- Commercial bumper of Linda Dano as Rae Cummings
- Portrayed by: Linda Dano
- Duration: 1978–1980; 1999–2004;
- First appearance: 1978
- Last appearance: March 12, 2004
- Created by: Gordon Russell
- Introduced by: Joseph Stuart (1978); Jill Farren Phelps (One Life to Live, 1999); Jean Dadario Burke (All My Children, 1999); Julie Hanan Carruthers (Port Charles, 2000); Jill Farren Phelps (General Hospital, 2003);
- Crossover appearances: All My Children General Hospital Port Charles

= Rae Cummings =

Rae Cummings is a fictional character on the ABC daytime soap operas One Life to Live and All My Children Linda Dano played the role from 1978 to 1980, from June 28 to November 1999, and from May 2000 to March 12, 2004.

==Casting and awards==
Gretel Rae Cummings was originated by Linda Dano from 1978 to 1980. Dano went on to appear on CBS's As the World Turns and on NBC's Another World until that series' cancellation on June 25, 1999. On June 28, 1999, Dano returned to One Life to Live as Rae. Anna Stuart filled in for Dano on April 25, 2002. Dano was nominated for a Daytime Emmy for Supporting Actress in 2003, and left One Life to Live on March 13, 2004.

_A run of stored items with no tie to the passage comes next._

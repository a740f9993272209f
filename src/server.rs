use std::net::SocketAddr;

use redis::aio::MultiplexedConnection;
use sqlx::{postgres::PgPoolOptions, Pool, Postgres};
use tokio::signal;
use tracing_subscriber::{fmt, EnvFilter};

use crate::{
    api::{router::routes, state::AppState},
    config::Config,
    error::FoodgramError,
};

/// Installs the log subscriber; `RUST_LOG` overrides the `info` default.
pub fn init_logging() {
    let filter = EnvFilter::try_from_default_env().unwrap_or_else(|_| EnvFilter::new("info"));
    fmt().with_env_filter(filter).init();
}

pub async fn connect_database(config: &Config) -> Result<Pool<Postgres>, FoodgramError> {
    let pool = PgPoolOptions::new()
        .max_connections(config.database_max_connections)
        .connect(&config.database_url)
        .await?;

    sqlx::migrate!().run(&pool).await?;
    log::info!("Database ready");

    Ok(pool)
}

/// Caching is optional, so a Redis that cannot be reached only disables it.
pub async fn connect_cache(config: &Config) -> Option<MultiplexedConnection> {
    let url = config.redis_url.as_ref()?;

    let connection = match redis::Client::open(url.as_str()) {
        Ok(client) => client.get_multiplexed_async_connection().await,
        Err(e) => Err(e),
    };

    match connection {
        Ok(connection) => {
            log::info!("Catalog cache enabled");
            Some(connection)
        }
        Err(e) => {
            log::warn!("Could not connect to Redis, catalog cache disabled: {e}");
            None
        }
    }
}

pub async fn start_server(config: Config) -> Result<(), FoodgramError> {
    log::info!("Initializing state...");
    let pool = connect_database(&config).await?;
    let cache = connect_cache(&config).await;

    let address = SocketAddr::from(([0, 0, 0, 0], config.port));
    let state = AppState::new(pool, cache, config);

    let (address, server) = warp::serve(routes(state))
        .try_bind_with_graceful_shutdown(address, shutdown_signal())
        .map_err(|e| FoodgramError::Config(format!("Could not bind {address}: {e}")))?;

    log::info!("Server running on {address}");
    server.await;
    log::info!("Server shut down");

    Ok(())
}

async fn shutdown_signal() {
    let ctrl_c = async {
        match signal::ctrl_c().await {
            Ok(()) => log::info!("Received Ctrl+C, shutting down"),
            Err(e) => {
                log::error!("Failed to install Ctrl+C handler: {e}");
                std::future::pending::<()>().await;
            }
        }
    };

    #[cfg(unix)]
    let terminate = async {
        match signal::unix::signal(signal::unix::SignalKind::terminate()) {
            Ok(mut stream) => {
                stream.recv().await;
                log::info!("Received terminate signal, shutting down");
            }
            Err(e) => {
                log::error!("Failed to install signal handler: {e}");
                std::future::pending::<()>().await;
            }
        }
    };

    #[cfg(not(unix))]
    let terminate = std::future::pending::<()>();

    tokio::select! {
        _ = ctrl_c => {},
        _ = terminate => {},
    }
}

After playing Felicia Gallant on Another World, Dano was not looking forward to playing a character named Gretel, which she felt sounded less glamorous. She and the producers of One Life to Live reached a compromise where Gretel would now be using her middle name, Rae. It was later revealed on One Life to Live that Gretel had stolen the credentials of a man named Ray Cummings, and had been practicing psychology without a valid license.

==ABC crossovers==
In a move designed to "entice viewers to tune into soap operas that they might not have usually watched," in 2000, then-president of ABC Daytime Angela Shapiro orchestrated Dano's concurrent appearance as Rae Cummings on the three other ABC daytime dramas at the time — All My Children, General Hospital, and Port Charles — in an extended crossover storyline, which was the first time a daytime character had appeared on four series.